So…a former top Obama official is battling with a multi-millionaire rapper about what Oprah Winfrey’s BFF said.
A little back story: Rapper Snoop Dogg this week threatened CBS “This Morning” co-anchor Gayle King on social media after she mentioned the late Kobe Bryant’s sexual assault charge in an interview with former WNBA star Lisa Leslie. Snoop said on Instagram that he’d “go after” King, Oprah’s longtime pal, if she didn’t “back off.”
“I swear to God we the worst. We the f**kin’ worst,” Snoop said. “We expect more from you, Gayle. Don’t you hang out with Oprah? Why y’all attacking us? We your people. You ain’t coming after f**kin’ Harvey Weinstein askin’ them dumba** questions. I get sick of y’all. I want to call you one. Is it OK if I call her one? Funky Dog-head b*tch! How dare you try to torch my f**kin homeboy’s reputation. Punk mother f**ker! Respect a family and back off, b*tch, before we come get you.”
Damn uncle snoop gave it to gayle king sucka ass.. Fuck her and oprah too!!!!! 💯💯💯💯💯💯💯 pic.twitter.com/UzUVNdyZJu
— Robshaun (@RobTakeOver) February 6, 2020
That diatribe prompted former National Security Adviser Susan Rice to jump in the fray.
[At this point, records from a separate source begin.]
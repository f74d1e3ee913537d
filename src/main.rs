//! Entry point: parse the CLI, assemble configuration, optionally daemonize, then run the
//! TCP server and Ticker until a shutdown signal arrives.

use clap::Parser;
use ringlogd::cli::Cli;
use ringlogd::config::Settings;
use ringlogd::server::ConnectionServer;
use tokio::sync::watch;
use tracing_subscriber::EnvFilter;
use tracing::{error, info};

fn init_tracing(filter: &str) {
    let env_filter = EnvFilter::try_new(filter).unwrap_or_else(|_| EnvFilter::new("info"));
    tracing_subscriber::fmt().with_env_filter(env_filter).init();
}

fn main() {
    let cli = Cli::parse();

    let mut settings = match Settings::load(cli.config.as_deref()) {
        Ok(settings) => settings,
        Err(err) => {
            eprintln!("configuration error: {err}");
            std::process::exit(1);
        }
    };
    cli.apply_overrides(&mut settings);

    if let Err(err) = settings.validate() {
        eprintln!("configuration error: {err}");
        std::process::exit(1);
    }

    // Daemonization forks the process; it must happen before the async runtime (and its
    // worker threads) is built.
    if cli.daemon {
        if let Err(err) = ringlogd::daemon::daemonize() {
            eprintln!("failed to daemonize: {err}");
            std::process::exit(1);
        }
    }

    init_tracing(&settings.log_filter);

    let runtime = match tokio::runtime::Builder::new_multi_thread().enable_all().build() {
        Ok(runtime) => runtime,
        Err(err) => {
            eprintln!("failed to build async runtime: {err}");
            std::process::exit(1);
        }
    };

    let exit_code = runtime.block_on(run(settings));
    std::process::exit(exit_code);
}

async fn run(settings: Settings) -> i32 {
    let server = match ConnectionServer::bind(&settings).await {
        Ok(server) => server,
        Err(err) => {
            error!(error = %err, "failed to start server");
            return 1;
        }
    };

    // Installing the SIGTERM handler can fail (e.g. resource limits); treat that the
    // same as any other startup failure rather than panicking once the server is live.
    let terminate = match install_terminate_signal() {
        Ok(terminate) => terminate,
        Err(err) => {
            error!(error = %err, "failed to install SIGTERM handler");
            return 1;
        }
    };

    let (shutdown_tx, shutdown_rx) = watch::channel(false);

    tokio::spawn(async move {
        wait_for_shutdown_signal(terminate).await;
        info!("shutdown signal received");
        let _ = shutdown_tx.send(true);
    });

    match server.run(shutdown_rx).await {
        Ok(()) => {
            info!("shutdown complete");
            0
        }
        Err(err) => {
            error!(error = %err, "server exited with an error");
            1
        }
    }
}

#[cfg(unix)]
fn install_terminate_signal() -> std::io::Result<tokio::signal::unix::Signal> {
    tokio::signal::unix::signal(tokio::signal::unix::SignalKind::terminate())
}

#[cfg(unix)]
async fn wait_for_shutdown_signal(mut terminate: tokio::signal::unix::Signal) {
    tokio::select! {
        _ = tokio::signal::ctrl_c() => {}
        _ = terminate.recv() => {}
    }
}

#[cfg(not(unix))]
fn install_terminate_signal() -> std::io::Result<()> {
    Ok(())
}

#[cfg(not(unix))]
async fn wait_for_shutdown_signal(_terminate: ()) {
    let _ = tokio::signal::ctrl_c().await;
}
“This is despicable,” Rice wrote on Twitter. “Gayle King is one of the most principled, fair and tough journalists alive. Snoop, back the **** off. You come for @GayleKing, you come against an army. You will lose, and it won’t be pretty.”
This is despicable. Gayle King is one of the most principled, fair and tough journalists alive. Snoop, back the **** off. You come for @GayleKing, you come against an army. You will lose, and it won’t be pretty. https://t.co/nUxcYCLS62
— Susan Rice (@AmbassadorRice) February 8, 2020
Bryant, a former basketball star, died last month in a helicopter crash that also killed his 13-year-old daughter, Gianna, and eight others. While many tributes for Bryant followed, so did stories about his alleged 2003 sexual assault of a Colorado hotel employee. Charges were dropped when the then 19-year-old employee refused to cooperate with prosecutors, and she eventually received a large payout after a civil case.
In her interview, King asked Leslie about the case.
“It’s been said that his legacy is complicated because of a sexual assault charge that was dismissed in 2003, 2004. Is it complicated for you, as a woman, as a WNBA player?” King asked.
“It’s not complicated for me at all,” Leslie said. “I just never see – have ever seen him being the kind of person that would be – do something to violate a woman or be aggressive in that way. That’s just not the person that I know.”
“Lisa, you wouldn’t see it, though. As his friend, you wouldn’t see it,” King said.
“And that’s possible. I just don’t believe that,” she said, adding that the media “should be more respectful at this time.”
In case you’ve forgotten, Rice famously went on five Sunday talk shows and blamed the September 11, 2012, terrorist attack in Benghazi, Libya – which left four Americans including the U.S. ambassador dead – on a YouTube video. Of course, top administration officials knew almost immediately that the attack was terrorism, but with the presidential election just two months in the future, then-president Barack Obama led a campaign of disinformation to distract from the scandal.
In her later memoir, “Tough Love: My Story of the Things Worth Fighting For,” Rice blamed Hillary Clinton, who she said asked her to do the round of Sunday talk shows. She said her mother, Lois Dickson Rice, told her she shouldn’t accept. “Why do you have to go on the shows? Where is Hillary?” The Daily Mail reported.
Rice told her mother that Clinton was ‘wiped out after a brutal week’ and that the Obama White House asked her to step up in the place.
‘I smell a rat. This is not a good idea. Can’t you get out of it?’ her mother said.
Rice told her: ‘Mom, don’t be ridiculous. I’ve done the shows. It will be fine.’